Ballon de Plomb 2011, les candidats: Maïga et El-Arabi
Un otage qui cherche à s\'évader de Sochaux, une révélation qui part s\'ensabler dans le Golfe: des passeports pour le BdP?
Modibo Maïga, le marathonien du BdP
Cette nomination aurait déjà été légitime en 2010, quand le joueur est allé au bras de fer avec Le Mans, descendu en Ligue 2, car Modibo Maïga incarne avec une remarquable persévérance tout ce qui désole les supporters dans les constants désirs de départ des divas du Ventre mou.
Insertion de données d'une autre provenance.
mod avatar_clip;
mod cache_key;
mod expression;
mod intent_action;
mod intent_decision;
mod interview_score;
mod interview_script;
mod interview_session;
mod pcm_audio;
mod render_job;
mod session_id;
mod session_status;
mod storage_path;
mod transcript_segment;

pub use avatar_clip::{AvatarClip, CachedClip};
pub use cache_key::CacheKey;
pub use expression::Expression;
pub use intent_action::IntentAction;
pub use intent_decision::IntentDecision;
pub use interview_score::{
    InterviewScore, MAX_RUBRIC_SCORE, MIN_RUBRIC_SCORE, OverallAssessment, QuestionScore,
    Recommendation, ScoreValidationError,
};
pub use interview_script::{AvatarScript, InterviewScript};
pub use interview_session::{InterviewSession, InvalidTransition};
pub use pcm_audio::{AudioWindow, PcmAudio, TARGET_SAMPLE_RATE};
pub use render_job::{RenderJob, RenderJobStatus};
pub use session_id::SessionId;
pub use session_status::SessionStatus;
pub use storage_path::StoragePath;
pub use transcript_segment::{SILENCE_MARKER, TranscriptSegment};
En véritable marathonien du Ballon de Plomb, Maïga a surclassé les Piquionne et autres "esclaves" de leurs contrats avec une remarquable série d'actions et de déclarations. Tout commence au printemps, lorsque le président Lacombe annonce qu'un joueur sous contrat sera libéré en fin de saison afin d'équilibrer les comptes. Kiev se place sur Ideye, qui quitte le club. Tout semble fini pour Maïga, qui loupe quelques entrainements de début de saison pour une obscure histoire de passeport au Maroc. Le 12 août, le joueur refuse de jouer contre Caen, à quelques heures du coup d'envoi, et quitte le stade. Il ne jouera pas le suivant non plus, et commence avec l'aide de son agent à médiatiser ses envies d'Angleterre.
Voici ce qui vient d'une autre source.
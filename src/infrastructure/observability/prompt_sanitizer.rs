use std::sync::LazyLock;

use regex::Regex;

const MAX_VISIBLE_CHARS: usize = 100;

static SECRET_PATTERNS: LazyLock<Regex> = LazyLock::new(|| {
    Regex::new(
        r#"(?i)\b(bearer|basic)\s+[A-Za-z0-9+/=._\-]{16,}|\b(api_key|xi-api-key|password|secret|token|sig)=[^\s&"']+"#,
    )
    .unwrap()
});

/// Shortens transcripts and prompts for logging and masks credentials.
pub fn sanitize_prompt(prompt: &str) -> String {
    let trimmed = prompt.trim();
    if trimmed.is_empty() {
        return String::from("[EMPTY]");
    }

    let total = trimmed.chars().count();
    let visible = if total > MAX_VISIBLE_CHARS {
        let head: String = trimmed.chars().take(MAX_VISIBLE_CHARS).collect();
        format!("{}... ({} chars total)", head, total)
    } else {
        trimmed.to_string()
    };

    SECRET_PATTERNS
        .replace_all(&visible, |caps: &regex::Captures<'_>| match caps.get(1) {
            Some(scheme) => format!("{} [REDACTED]", scheme.as_str()),
            None => format!("{}=[REDACTED]", &caps[2]),
        })
        .into_owned()
}
mod azure_store;
mod local_store;
mod object_io;
mod store_factory;

pub use azure_store::AzureBlobStore;
pub use local_store::LocalBlobStore;
pub use store_factory::BlobStoreFactory;
use std::path::PathBuf;
use std::time::Duration;

use serde::Deserialize;

use crate::application::services::{ProcessingPolicy, RenderPolicy};
use crate::domain::InterviewScript;
use crate::infrastructure::observability::{DEFAULT_LOG_FILTER, TracingConfig};

use super::Environment;

const ENV_PREFIX: &str = "APP";
const ENV_SEPARATOR: &str = "__";

#[derive(Debug, Clone, Default, Deserialize)]
#[serde(default)]
pub struct Settings {
    pub server: ServerSettings,
    pub storage: StorageSettings,
    pub database: DatabaseSettings,
    pub transcription: TranscriptionSettings,
    pub llm: LlmSettings,
    pub speech: SpeechSettings,
    pub avatar: AvatarSettings,
    pub processing: ProcessingSettings,
    pub interview: InterviewScript,
    pub logging: LoggingSettings,
}

impl Settings {
    /// Layers `appsettings.{env}.toml` (optional) under `APP_SECTION__KEY`
    /// environment variables.
    pub fn load(environment: Environment) -> Result<Self, config::ConfigError> {
        config::Config::builder()
            .add_source(config::File::with_name(&environment.settings_file()).required(false))
            .add_source(
                config::Environment::with_prefix(ENV_PREFIX)
                    .prefix_separator("_")
                    .separator(ENV_SEPARATOR)
                    .try_parsing(true),
            )
            .build()?
            .try_deserialize()
    }

    pub fn tracing_config(&self, environment: Environment) -> TracingConfig {
        TracingConfig {
            environment: environment.to_string(),
            json_format: self.logging.json,
            default_filter: self.logging.filter.clone(),
        }
    }
}

#[derive(Debug, Clone, Deserialize)]
#[serde(default)]
pub struct ServerSettings {
    pub host: String,
    pub port: u16,
    pub max_upload_mb: usize,
}

impl Default for ServerSettings {
    fn default() -> Self {
        Self {
            host: "0.0.0.0".to_string(),
            port: 3000,
            max_upload_mb: 512,
        }
    }
}

#[derive(Debug, Clone, Copy, Default, PartialEq, Eq, Deserialize)]
#[serde(rename_all = "lowercase")]
pub enum StorageProviderSetting {
    #[default]
    Local,
    Azure,
}

#[derive(Debug, Clone, Deserialize)]
#[serde(default)]
pub struct StorageSettings {
    pub provider: StorageProviderSetting,
    pub local_path: String,
    pub azure_account: Option<String>,
    pub azure_access_key: Option<String>,
    pub azure_container: Option<String>,
}

impl Default for StorageSettings {
    fn default() -> Self {
        Self {
            provider: StorageProviderSetting::Local,
            local_path: "./data/blobs".to_string(),
            azure_account: None,
            azure_access_key: None,
            azure_container: None,
        }
    }
}

#[derive(Debug, Clone, Copy, Default, PartialEq, Eq, Deserialize)]
#[serde(rename_all = "lowercase")]
pub enum DatabaseProviderSetting {
    #[default]
    Memory,
    Postgres,
}

const MAX_CONNECT_BACKOFF: Duration = Duration::from_secs(30);

#[derive(Debug, Clone, Deserialize)]
#[serde(default)]
pub struct DatabaseSettings {
    pub provider: DatabaseProviderSetting,
    pub url: Option<String>,
    pub max_connections: u32,
    pub acquire_timeout_secs: u64,
    pub run_migrations: bool,
    /// Extra connection attempts made at startup before giving up.
    pub connect_retries: u32,
    pub connect_backoff_ms: u64,
}

impl Default for DatabaseSettings {
    fn default() -> Self {
        Self {
            provider: DatabaseProviderSetting::Memory,
            url: None,
            max_connections: 5,
            acquire_timeout_secs: 10,
            run_migrations: true,
            connect_retries: 5,
            connect_backoff_ms: 500,
        }
    }
}

impl DatabaseSettings {
    /// Sleep before each retry: doubling from `connect_backoff_ms`, capped at 30 s.
    pub fn connect_backoff(&self) -> Vec<Duration> {
        let mut delay = Duration::from_millis(self.connect_backoff_ms);
        (0..self.connect_retries)
            .map(|_| {
                let current = delay.min(MAX_CONNECT_BACKOFF);
                delay = delay.saturating_mul(2);
                current
            })
            .collect()
    }
}

/// Which hosting of the OpenAI API a remote adapter talks to.
#[derive(Debug, Clone, Copy, Default, PartialEq, Eq, Deserialize)]
#[serde(rename_all = "lowercase")]
pub enum OpenAiFlavor {
    #[default]
    #[serde(rename = "openai")]
    OpenAi,
    Azure,
}

#[derive(Debug, Clone, Deserialize)]
#[serde(default)]
pub struct TranscriptionSettings {
    pub provider: OpenAiFlavor,
    pub api_key: String,
    /// Public API base URL, or the Azure resource endpoint.
    pub base_url: Option<String>,
    pub model: String,
    pub azure_deployment: Option<String>,
    pub azure_api_version: String,
}

impl Default for TranscriptionSettings {
    fn default() -> Self {
        Self {
            provider: OpenAiFlavor::OpenAi,
            api_key: String::new(),
            base_url: None,
            model: "whisper-1".to_string(),
            azure_deployment: None,
            azure_api_version: "2024-06-01".to_string(),
        }
    }
}

#[derive(Debug, Clone, Deserialize)]
#[serde(default)]
pub struct LlmSettings {
    pub provider: OpenAiFlavor,
    pub api_key: String,
    pub base_url: Option<String>,
    pub model: String,
    pub azure_deployment: Option<String>,
    pub azure_api_version: String,
    pub temperature: f32,
}

impl Default for LlmSettings {
    fn default() -> Self {
        Self {
            provider: OpenAiFlavor::OpenAi,
            api_key: String::new(),
            base_url: None,
            model: "gpt-4o".to_string(),
            azure_deployment: None,
            azure_api_version: "2024-06-01".to_string(),
            temperature: 0.3,
        }
    }
}

#[derive(Debug, Clone, Deserialize)]
#[serde(default)]
pub struct SpeechSettings {
    pub api_key: String,
    pub base_url: String,
    pub voice_id: String,
    pub model_id: String,
    pub output_format: String,
}

impl Default for SpeechSettings {
    fn default() -> Self {
        Self {
            api_key: String::new(),
            base_url: "https://api.elevenlabs.io/v1".to_string(),
            voice_id: "WoB1yCV3pS7cFlDlu8ZU".to_string(),
            model_id: "eleven_turbo_v2_5".to_string(),
            output_format: "mp3_44100_128".to_string(),
        }
    }
}

#[derive(Debug, Clone, Deserialize)]
#[serde(default)]
pub struct AvatarSettings {
    pub api_key: String,
    pub base_url: String,
    pub presenter_url: String,
    pub cache_path: PathBuf,
    pub poll_interval_secs: u64,
    pub max_wait_secs: u64,
    pub audio_url_ttl_secs: u64,
}

impl Default for AvatarSettings {
    fn default() -> Self {
        Self {
            api_key: String::new(),
            base_url: "https://api.d-id.com".to_string(),
            presenter_url:
                "https://create-images-results.d-id.com/DefaultPresetImage/Matt_m/model.png"
                    .to_string(),
            cache_path: PathBuf::from("avatar_cache.json"),
            poll_interval_secs: 2,
            max_wait_secs: 120,
            audio_url_ttl_secs: 3600,
        }
    }
}

impl AvatarSettings {
    pub fn render_policy(&self) -> RenderPolicy {
        RenderPolicy {
            poll_interval: Duration::from_secs(self.poll_interval_secs),
            max_wait: Duration::from_secs(self.max_wait_secs),
            audio_url_ttl: Duration::from_secs(self.audio_url_ttl_secs),
        }
    }
}

#[derive(Debug, Clone, Deserialize)]
#[serde(default)]
pub struct ProcessingSettings {
    pub workers: usize,
    pub queue_capacity: usize,
    pub min_recording_bytes: u64,
    pub min_audio_bytes: u64,
    pub window_secs: u64,
    pub min_transcript_chars: usize,
    pub scratch_dir: Option<PathBuf>,
    pub failure_log_path: PathBuf,
    pub ffmpeg_path: PathBuf,
}

impl Default for ProcessingSettings {
    fn default() -> Self {
        let policy = ProcessingPolicy::default();
        Self {
            workers: 2,
            queue_capacity: 64,
            min_recording_bytes: policy.min_recording_bytes,
            min_audio_bytes: policy.min_audio_bytes,
            window_secs: policy.transcription_window.as_secs(),
            min_transcript_chars: policy.min_transcript_chars,
            scratch_dir: policy.scratch_dir,
            failure_log_path: PathBuf::from("processing_debug.log"),
            ffmpeg_path: PathBuf::from("ffmpeg"),
        }
    }
}

impl ProcessingSettings {
    pub fn policy(&self) -> ProcessingPolicy {
        ProcessingPolicy {
            min_recording_bytes: self.min_recording_bytes,
            min_audio_bytes: self.min_audio_bytes,
            transcription_window: Duration::from_secs(self.window_secs.max(1)),
            min_transcript_chars: self.min_transcript_chars,
            scratch_dir: self.scratch_dir.clone(),
        }
    }
}

#[derive(Debug, Clone, Deserialize)]
#[serde(default)]
pub struct LoggingSettings {
    /// `EnvFilter` directives used when `RUST_LOG` is unset.
    pub filter: String,
    pub json: bool,
}

impl Default for LoggingSettings {
    fn default() -> Self {
        Self {
            filter: DEFAULT_LOG_FILTER.to_string(),
            json: false,
        }
    }
}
Première déclaration de plomb, ou le joueur explique qu'il a une famille à nourrir. Fin du mois, nouvelle montée en puissance avec le boycott de sa sélection nationale, difficile à expliquer. Les choses semblent se calmer, mais c'est alors qu'après son doublé face à Toulouse, le joueur s'adresse au public de Bonal: "Cela va leur faire fermer leur grande gueule (...) je m'en bats les couilles des supporters." S'ensuivront de nouvelles absences et une sanction du club. Depuis, le joueur assiste aux entraînements en fonction de ses humeurs et de ses voyages à Newcastle, s'invente une blessure au genou non décelée par le staff médical, et se plaint lorsque certains supporters lui jettent des pièces.
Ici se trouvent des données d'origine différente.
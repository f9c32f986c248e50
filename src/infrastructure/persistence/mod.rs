mod repositories;
mod session_repository_factory;

pub use repositories::{InMemorySessionRepository, PgSessionRepository};
pub use session_repository_factory::SessionRepositoryFactory;
use async_trait::async_trait;

use crate::domain::SessionId;

/// Append-only record of processing failures.
#[async_trait]
pub trait FailureLog: Send + Sync {
    async fn record(&self, session_id: &SessionId, detail: &str) -> std::io::Result<()>;
}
Un niveau footballistique difficile à évaluer alors qu'il refuse de jouer, une mentalité déplorable et un choix de carrière qui le fait miser sur Newcastle... avant d'être disqualifié par la visite médicale. Une année de plomb, à récompenser comme il se doit.
Point fort
Côté déclarations, seul Maazou le surpasse.
Point faible
Avec son envie de revanche, il continue à marquer.
Le slogan de campagne
"Aidez-le à ne jamais quitter Sochaux."
Youssef El-Arabi
Peut-on remporter le Ballon de Plomb sur un seul de ses trois critères? Pour y parvenir, il conviendrait d'être à bloc sur celui-ci: l'exploit n'est donc pas inaccessible pour Youssef El-Arabi, parti cet été pour Al Hilal Ryad en Arabie Saoudite. Quoi d'extraordinaire, ou d'indigne, à opter ainsi pour les pétrodollars et l'exotisme climatisé des championnats du Golfe, quand tant de footballeurs font le même choix? Simplement parce que s'il est compréhensible pour des retraités (ou des pré-retraités dans le cas de Feindouno ou Bakari Koné, prématurément fatigués d'être des footballeurs de haut niveau), il est franchement désolant pour un joueur de vingt-quatre ans en pleine ascension.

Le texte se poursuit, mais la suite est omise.